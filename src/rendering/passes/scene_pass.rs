use std::{collections::HashMap, sync::Arc};

use wgpu::{
    DepthBiasState, Device, MultisampleState, PipelineCompilationOptions, RenderPass,
    RenderPassDescriptor, ShaderSource, StencilState,
};

use crate::{
    material_manager::{Material, MaterialKind, Side},
    rendering::{
        instance::INSTANCE_VBL,
        light_uniform::LightsBuffer,
        passes::pass::Pass,
        render_common::RenderCommon,
        render_material_manager::RenderMaterialManager,
        render_model::RENDER_MODEL_VBL,
        shader_loader::{PipelineCache, PipelineCacheBuilder, PipelineId, ShaderDefinition},
        texture::{DepthTexture, ShadowMap},
    },
};

const STANDARD_SHADER: ShaderDefinition = ShaderDefinition {
    name: "Standard material",
    path: "standard.wgsl",
};

const BASIC_SHADER: ShaderDefinition = ShaderDefinition {
    name: "Basic material",
    path: "basic.wgsl",
};

/// The render state a material needs from its pipeline.
#[derive(Debug, Clone, Copy, PartialEq, Eq, Hash)]
pub struct PipelineKey {
    pub kind: MaterialKind,
    pub side: Side,
    pub depth_test: bool,
}

impl PipelineKey {
    pub fn for_material(material: &Material) -> Self {
        Self {
            kind: material.kind,
            side: material.side,
            depth_test: material.depth_test,
        }
    }

    fn all() -> impl Iterator<Item = PipelineKey> {
        [MaterialKind::Standard, MaterialKind::Basic]
            .into_iter()
            .flat_map(|kind| {
                [Side::Front, Side::Back, Side::Double]
                    .into_iter()
                    .flat_map(move |side| {
                        [true, false].into_iter().map(move |depth_test| PipelineKey {
                            kind,
                            side,
                            depth_test,
                        })
                    })
            })
    }

    fn cull_mode(&self) -> Option<wgpu::Face> {
        match self.side {
            Side::Front => Some(wgpu::Face::Back),
            Side::Back => Some(wgpu::Face::Front),
            Side::Double => None,
        }
    }

    /// Without a depth test the mesh still writes depth, it just never loses.
    fn depth_compare(&self) -> wgpu::CompareFunction {
        if self.depth_test {
            wgpu::CompareFunction::Less
        } else {
            wgpu::CompareFunction::Always
        }
    }

    fn shader(&self) -> ShaderDefinition {
        match self.kind {
            MaterialKind::Standard => STANDARD_SHADER,
            MaterialKind::Basic => BASIC_SHADER,
        }
    }
}

/// Draws the scene to the surface with every light applied.
pub struct ScenePass {
    pipelines: HashMap<PipelineKey, PipelineId>,
    camera_bind_group: wgpu::BindGroup,
    lights_bind_group: wgpu::BindGroup,
    clear_color: wgpu::Color,
    common: Arc<RenderCommon>,
}

pub struct ScenePassTextureViews {
    pub color: wgpu::TextureView,
    pub depth: wgpu::TextureView,
}

impl ScenePass {
    pub fn create(
        device: &wgpu::Device,
        common: Arc<RenderCommon>,
        cache_builder: &mut PipelineCacheBuilder,
        material_manager: &RenderMaterialManager,
        lights_buffer: &LightsBuffer,
        shadow_map: &ShadowMap,
        clear_color: wgpu::Color,
    ) -> Self {
        let camera_bind_group_layout =
            device.create_bind_group_layout(&wgpu::BindGroupLayoutDescriptor {
                label: Some("Camera bind group layout"),
                entries: &[wgpu::BindGroupLayoutEntry {
                    binding: 0,
                    visibility: wgpu::ShaderStages::VERTEX_FRAGMENT,
                    ty: wgpu::BindingType::Buffer {
                        ty: wgpu::BufferBindingType::Uniform,
                        has_dynamic_offset: false,
                        min_binding_size: None,
                    },
                    count: None,
                }],
            });

        let camera_bind_group = device.create_bind_group(&wgpu::BindGroupDescriptor {
            label: Some("Camera bind group"),
            layout: &camera_bind_group_layout,
            entries: &[wgpu::BindGroupEntry {
                binding: 0,
                resource: common.camera_uniform_buffer.as_entire_binding(),
            }],
        });

        let lights_bind_group_layout =
            device.create_bind_group_layout(&wgpu::BindGroupLayoutDescriptor {
                label: Some("Lights bind group layout"),
                entries: &[
                    wgpu::BindGroupLayoutEntry {
                        binding: 0,
                        visibility: wgpu::ShaderStages::FRAGMENT,
                        ty: wgpu::BindingType::Buffer {
                            ty: wgpu::BufferBindingType::Uniform,
                            has_dynamic_offset: false,
                            min_binding_size: None,
                        },
                        count: None,
                    },
                    wgpu::BindGroupLayoutEntry {
                        binding: 1,
                        visibility: wgpu::ShaderStages::FRAGMENT,
                        ty: wgpu::BindingType::Texture {
                            sample_type: wgpu::TextureSampleType::Depth,
                            view_dimension: wgpu::TextureViewDimension::D2,
                            multisampled: false,
                        },
                        count: None,
                    },
                    wgpu::BindGroupLayoutEntry {
                        binding: 2,
                        visibility: wgpu::ShaderStages::FRAGMENT,
                        ty: wgpu::BindingType::Sampler(wgpu::SamplerBindingType::Comparison),
                        count: None,
                    },
                ],
            });

        let lights_bind_group = device.create_bind_group(&wgpu::BindGroupDescriptor {
            label: Some("Lights bind group"),
            layout: &lights_bind_group_layout,
            entries: &[
                wgpu::BindGroupEntry {
                    binding: 0,
                    resource: lights_buffer.buffer().as_entire_binding(),
                },
                wgpu::BindGroupEntry {
                    binding: 1,
                    resource: wgpu::BindingResource::TextureView(shadow_map.view()),
                },
                wgpu::BindGroupEntry {
                    binding: 2,
                    resource: wgpu::BindingResource::Sampler(shadow_map.sampler()),
                },
            ],
        });

        let pipeline_layout = device.create_pipeline_layout(&wgpu::PipelineLayoutDescriptor {
            label: Some("Scene pipeline layout"),
            bind_group_layouts: &[
                &camera_bind_group_layout,
                &common.global_uniform.bind_group_layout,
                &lights_bind_group_layout,
                material_manager.bind_group_layout(),
            ],
            push_constant_ranges: &[],
        });

        let surface_format = common.surface_format();

        let pipelines = PipelineKey::all()
            .map(|key| {
                let pipeline_layout = pipeline_layout.clone();

                let pipeline_id = cache_builder.add_shader(
                    key.shader(),
                    Box::new(
                        move |device: &Device, shader_def: &ShaderDefinition, source: &str| {
                            let shader =
                                device.create_shader_module(wgpu::ShaderModuleDescriptor {
                                    label: Some(shader_def.name),
                                    source: ShaderSource::Wgsl(source.into()),
                                });

                            let label = format!("{} pipeline ({:?})", shader_def.name, key);

                            let pipeline =
                                device.create_render_pipeline(&wgpu::RenderPipelineDescriptor {
                                    label: Some(&label),
                                    layout: Some(&pipeline_layout),
                                    vertex: wgpu::VertexState {
                                        module: &shader,
                                        entry_point: Some("vs_main"),
                                        buffers: &[RENDER_MODEL_VBL, INSTANCE_VBL],
                                        compilation_options: PipelineCompilationOptions::default(),
                                    },
                                    fragment: Some(wgpu::FragmentState {
                                        module: &shader,
                                        entry_point: Some("fs_main"),
                                        targets: &[Some(wgpu::ColorTargetState {
                                            format: surface_format,
                                            blend: Some(wgpu::BlendState::REPLACE),
                                            write_mask: wgpu::ColorWrites::ALL,
                                        })],
                                        compilation_options: PipelineCompilationOptions::default(),
                                    }),
                                    primitive: wgpu::PrimitiveState {
                                        topology: wgpu::PrimitiveTopology::TriangleList,
                                        strip_index_format: None,
                                        front_face: wgpu::FrontFace::Ccw,
                                        cull_mode: key.cull_mode(),
                                        polygon_mode: wgpu::PolygonMode::Fill,
                                        unclipped_depth: false,
                                        conservative: false,
                                    },
                                    depth_stencil: Some(wgpu::DepthStencilState {
                                        format: DepthTexture::DEPTH_FORMAT,
                                        depth_write_enabled: true,
                                        depth_compare: key.depth_compare(),
                                        stencil: StencilState::default(),
                                        bias: DepthBiasState::default(),
                                    }),
                                    multisample: MultisampleState::default(),
                                    multiview: None,
                                    cache: None,
                                });

                            Ok(pipeline)
                        },
                    ),
                );

                (key, pipeline_id)
            })
            .collect();

        ScenePass {
            pipelines,
            camera_bind_group,
            lights_bind_group,
            clear_color,
            common,
        }
    }

    pub fn pipeline_for(&self, material: &Material) -> Option<PipelineId> {
        self.pipelines
            .get(&PipelineKey::for_material(material))
            .copied()
    }
}

impl Pass for ScenePass {
    type TextureViews = ScenePassTextureViews;

    fn render<'a, F>(
        &self,
        texture_views: &Self::TextureViews,
        encoder: &mut wgpu::CommandEncoder,
        _pipeline_cache: &PipelineCache,
        render_callback: F,
    ) where
        F: FnOnce(&mut RenderPass) + 'a,
    {
        let mut render_pass = encoder.begin_render_pass(&RenderPassDescriptor {
            label: Some("Scene pass"),
            color_attachments: &[Some(wgpu::RenderPassColorAttachment {
                view: &texture_views.color,
                resolve_target: None,
                ops: wgpu::Operations {
                    load: wgpu::LoadOp::Clear(self.clear_color),
                    store: wgpu::StoreOp::Store,
                },
            })],
            depth_stencil_attachment: Some(wgpu::RenderPassDepthStencilAttachment {
                view: &texture_views.depth,
                depth_ops: Some(wgpu::Operations {
                    load: wgpu::LoadOp::Clear(1.0),
                    store: wgpu::StoreOp::Store,
                }),
                stencil_ops: None,
            }),
            occlusion_query_set: None,
            timestamp_writes: None,
        });

        // Pipelines differ per material, the callback sets them.
        render_pass.set_bind_group(0, &self.camera_bind_group, &[]);
        render_pass.set_bind_group(1, &self.common.global_uniform.bind_group, &[]);
        render_pass.set_bind_group(2, &self.lights_bind_group, &[]);

        render_callback(&mut render_pass);
    }
}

WHAT TO WORK ON: Determine how many lines of the data above contain the string "Operations", and answer with the number only.

WRITTEN ANSWER: 2